Content should come to us, we shouldn’t have to always seek it out. Good Content that matches our senses and sensibilities should be curated for us easily and automatically. There was never a mechanism to do this before, but there is now; the challenge to search will come from the status update.
The web is changing rapidly. Billions and billions of additional pieces of content (created by you and me) are coming online daily. This rapid expansion of content will not slow down, it will continue to grow exponentially.
Over the past few days a conversation has been going on over at Michael Arrington’s Techcrunch “The End Of Hand Crafted Content”, Fred Wilson’s AVC “Social Beats Search,” Chris Dixon’s Blog “Search and the social graph,” and Richard MacManus’s Read Write Web “Content Farms: Why Media, Blogs & Google Should Be Worried” about the fact that this proliferation of content is confounding the search engines, is challenging the web experience. I couldn’t agree more.
I would like to suggest another way to look at the issue. In the next few years, search may lose it’s dominance as the primary way that we find content – challenge by the status update.
Everyday we, the collective internet, literally tell each other about ourselves in the form of the status update – this is the truest representation of who we are.
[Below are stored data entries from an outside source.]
//! `GET`/`HEAD` on the filesystem.

use std::fs;
use std::path::Path;

use http::{HeaderValue, StatusCode, header};
use tracing::{debug, warn};
use webserv_http::protocol::Response;

use crate::handler::path::{self, io_status};
use crate::handler::{HandlerResult, RequestContext, autoindex, mime_type};

/// Serves the file or directory the request path maps to.
///
/// Directories are redirected to their slash-terminated path first, then served by
/// their index file, an autoindex listing, or refused.
pub fn serve(ctx: &RequestContext<'_>) -> HandlerResult {
    let (root, relative) = ctx.server.document_root(ctx.route, ctx.path);
    let fs_path = path::resolve(root, relative).ok_or(StatusCode::FORBIDDEN)?;

    let metadata = fs::metadata(&fs_path).map_err(|e| {
        debug!(cause = %e, path = %fs_path.display(), "static lookup failed");
        io_status(&e)
    })?;

    if metadata.is_dir() {
        if !ctx.path.ends_with('/') {
            return Ok(slash_redirect(ctx));
        }

        for index in ctx.server.index_for(ctx.route) {
            let candidate = fs_path.join(index);
            if candidate.is_file() {
                return file_response(&candidate);
            }
        }

        if ctx.route.autoindex {
            return match autoindex::render(&fs_path, ctx.path) {
                Ok(page) => Ok(Response::new(StatusCode::OK).with_body(mime::TEXT_HTML_UTF_8.as_ref(), page)),
                Err(e) => {
                    warn!(cause = %e, path = %fs_path.display(), "failed to list directory");
                    Err(io_status(&e))
                }
            };
        }

        return Err(StatusCode::FORBIDDEN);
    }

    if !metadata.is_file() {
        return Err(StatusCode::FORBIDDEN);
    }

    file_response(&fs_path)
}

fn file_response(fs_path: &Path) -> HandlerResult {
    let body = fs::read(fs_path).map_err(|e| {
        warn!(cause = %e, path = %fs_path.display(), "failed to read file");
        io_status(&e)
    })?;

    let content_type = mime_type::for_path(fs_path);
    Ok(Response::new(StatusCode::OK).with_body(content_type.as_ref(), body))
}

fn slash_redirect(ctx: &RequestContext<'_>) -> Response {
    let mut location = format!("{}/", ctx.header.path());
    if !ctx.header.query().is_empty() {
        location.push('?');
        location.push_str(ctx.header.query());
    }

    let response = Response::new(StatusCode::MOVED_PERMANENTLY);
    match HeaderValue::from_str(&location) {
        Ok(value) => response.with_header(header::LOCATION, value),
        Err(_) => response,
    }
}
When I update my status on Facebook or Twitter, I am telling the world what I am doing, thinking about, interested in, etc…add in location, time, and sentiment and I have just given you an active message that can be translated and married to content that satiates me as a person. My personal status update stream that constantly mentions the Miami Dolphins, should be taken as a signal that I am not only Fan, but actively engaged at this exact moment of the publication of the status update. Scores, Stats, News Stories, Merchandise are important to me, at that moment. When I update my status sharing that I am at a Bob Mould concert, which reveals another signal. Think about all the life changing events that we reveal in our status updates: I just got engaged, I am having a baby, today’s my first day (or last) on the job, I just got accepted to College, etc.
Search will continue to exist, but we can and should build a smarter system to get collective knowledge from the web than that.
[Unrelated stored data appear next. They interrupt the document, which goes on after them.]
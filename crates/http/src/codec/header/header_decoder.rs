//! HTTP header decoder for parsing request heads.
//!
//! The decoder enforces the head limits before handing the bytes to `httparse`:
//!
//! - the whole head, request line included, may not exceed 32 KiB
//! - a single line may not exceed 8 KiB (the request line answers 414, header lines 431)
//! - at most 100 header lines
//!
//! Framing (`Content-Length` / `Transfer-Encoding`) is not decided here. The connection
//! state machine first checks the method and the route, then calls [`parse_payload`]
//! with the body limit that applies to the resolved route.

use std::mem::MaybeUninit;

use bytes::{Buf, BytesMut};
use http::{Method, header};
use httparse::{Error, Status};
use tokio_util::codec::Decoder;
use tracing::trace;

use crate::ensure;
use crate::protocol::{ParseError, PayloadSize, RequestHeader};

/// Maximum number of header lines allowed in a request
pub const MAX_HEADER_NUM: usize = 100;

/// Maximum size in bytes allowed for the entire head
pub const MAX_HEADER_BYTES: usize = 32 * 1024;

/// Maximum size in bytes of a single line of the head
pub const MAX_LINE_BYTES: usize = 8 * 1024;

/// Decoder for HTTP request heads implementing the [`Decoder`] trait.
///
/// On success the head bytes are consumed from the source buffer; anything after the
/// blank line (body bytes, or a pipelined request) stays in place.
#[derive(Debug, Default)]
pub struct HeaderDecoder;

impl Decoder for HeaderDecoder {
    type Item = RequestHeader;
    type Error = ParseError;

    fn decode(&mut self, src: &mut BytesMut) -> Result<Option<Self::Item>, Self::Error> {
        // tolerate the stray CRLF some clients send between pipelined requests
        while src.first().is_some_and(|b| *b == b'\r' || *b == b'\n') {
            if src[0] == b'\r' && src.len() < 2 {
                return Ok(None);
            }
            let skip = if src[0] == b'\r' { 2 } else { 1 };
            if skip == 2 && src[1] != b'\n' {
                return Err(ParseError::invalid_request_line("stray carriage return"));
            }
            src.advance(skip);
        }

        let Some(head_len) = scan_head(src)? else {
            return Ok(None);
        };

        let mut req = httparse::Request::new(&mut []);
        let mut headers: [MaybeUninit<httparse::Header>; MAX_HEADER_NUM] = [const { MaybeUninit::uninit() }; MAX_HEADER_NUM];

        let status = req.parse_with_uninit_headers(&src[..head_len], &mut headers).map_err(|e| match e {
            Error::TooManyHeaders => ParseError::too_many_headers(MAX_HEADER_NUM),
            Error::Version => ParseError::InvalidVersion(None),
            Error::HeaderName | Error::HeaderValue => ParseError::invalid_header(e),
            e => ParseError::invalid_request_line(e),
        })?;

        match status {
            Status::Complete(offset) => {
                trace!(head_size = offset, "parsed request head");
                let header = RequestHeader::try_from(req)?;
                src.advance(offset);
                Ok(Some(header))
            }
            // the blank line was found by the scan, so the head can not be partial
            Status::Partial => Err(ParseError::invalid_request_line("incomplete request head")),
        }
    }
}

/// Scans the buffered head, enforcing the size limits line by line.
///
/// Returns the length of the head including the terminating blank line, or `None` when
/// the terminator has not arrived yet.
fn scan_head(src: &[u8]) -> Result<Option<usize>, ParseError> {
    let mut line_start = 0;
    let mut line_no = 0;

    while let Some(pos) = src[line_start..].iter().position(|b| *b == b'\n') {
        let line_end = line_start + pos;
        let mut line_len = pos;
        if line_len > 0 && src[line_end - 1] == b'\r' {
            line_len -= 1;
        }

        let next = line_end + 1;
        ensure!(next <= MAX_HEADER_BYTES, ParseError::too_large_header(next, MAX_HEADER_BYTES));

        if line_len == 0 {
            return Ok(Some(next));
        }

        if line_no == 0 {
            ensure!(line_len <= MAX_LINE_BYTES, ParseError::too_long_uri(line_len, MAX_LINE_BYTES));
        } else {
            ensure!(line_len <= MAX_LINE_BYTES, ParseError::too_long_line(line_len, MAX_LINE_BYTES));
            ensure!(line_no <= MAX_HEADER_NUM, ParseError::too_many_headers(MAX_HEADER_NUM));
        }

        line_no += 1;
        line_start = next;
    }

    let partial = src.len() - line_start;
    if line_no == 0 {
        ensure!(partial <= MAX_LINE_BYTES, ParseError::too_long_uri(partial, MAX_LINE_BYTES));
    } else {
        ensure!(partial <= MAX_LINE_BYTES, ParseError::too_long_line(partial, MAX_LINE_BYTES));
    }
    ensure!(src.len() <= MAX_HEADER_BYTES, ParseError::too_large_header(src.len(), MAX_HEADER_BYTES));

    Ok(None)
}

/// Decides how the request body is framed.
///
/// `max_body` is the body limit resolved for the request's route, `None` meaning
/// unlimited. The checks follow RFC 9112 section 6:
///
/// - `Transfer-Encoding` together with `Content-Length` is rejected
/// - the only accepted transfer-coding is a single `chunked`
/// - `Content-Length` must be a single non-negative decimal that fits in a `u64`
/// - a `POST` must declare one of the two
pub fn parse_payload(request: &RequestHeader, max_body: Option<u64>) -> Result<PayloadSize, ParseError> {
    let te_header = request.headers().get(header::TRANSFER_ENCODING);
    let cl_header = request.headers().get(header::CONTENT_LENGTH);

    match (te_header, cl_header) {
        (Some(_), Some(_)) => Err(ParseError::ConflictingFraming),

        (Some(te_value), None) => {
            let te_str = te_value.to_str().map_err(|_| ParseError::unsupported_transfer_encoding("<opaque>"))?;
            ensure!(te_str.trim().eq_ignore_ascii_case("chunked"), ParseError::unsupported_transfer_encoding(te_str.trim()));
            Ok(PayloadSize::Chunked)
        }

        (None, Some(cl_value)) => {
            let cl_str = cl_value.to_str().map_err(|_| ParseError::invalid_content_length("value can't to_str"))?;
            let length = parse_content_length(cl_str)
                .ok_or_else(|| ParseError::invalid_content_length(format!("value {cl_str} is not u64")))?;

            if let Some(limit) = max_body {
                ensure!(length <= limit, ParseError::TooLargeBody { size: length, limit });
            }
            Ok(PayloadSize::Length(length))
        }

        (None, None) => {
            ensure!(request.method() != Method::POST, ParseError::LengthRequired);
            Ok(PayloadSize::Empty)
        }
    }
}

/// Overflow checked decimal parsing; rejects signs, blanks inside the value and lists.
fn parse_content_length(value: &str) -> Option<u64> {
    let value = value.trim();
    if value.is_empty() {
        return None;
    }

    value.bytes().try_fold(0u64, |acc, b| {
        if !b.is_ascii_digit() {
            return None;
        }
        acc.checked_mul(10)?.checked_add(u64::from(b - b'0'))
    })
}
The idea of content coming to us is not new. History is littered with successful (iGoogle) and unsuccessful (Pointcast) attempts at this concept. This environment is different. When consumers announce their online personalities, the cumbersome set-up and refresh process of telling these services what your interested in disappears. Content aggregation around your personality happens in real time, and reflects what your interested in, while your interested it. Think about it, when is the last time you updated your musical preferences on your social network of choice?
Don’t think this is possible? On Facebook alone there are 45 MM status updates a day (Yes, A DAY) and it is estimated that there are another 27 MM tweets (the equivalent of a Status Update) on Twitter every day. That should represent enough of a signal to determine what we are thinking, collectively and as individuals. Matching that to content that is timely and relevant is the next logical step.
Am I crazy? Let me know
Related articles by Zemanta
- Search and the social graph (myventurepad.com)
- Comments are the New Black (bothsidesofthetable.com)
- Facebook to push status updates to Twitter this week (network.nationalpost.com)
- Search and You May Not Find (laf.ee)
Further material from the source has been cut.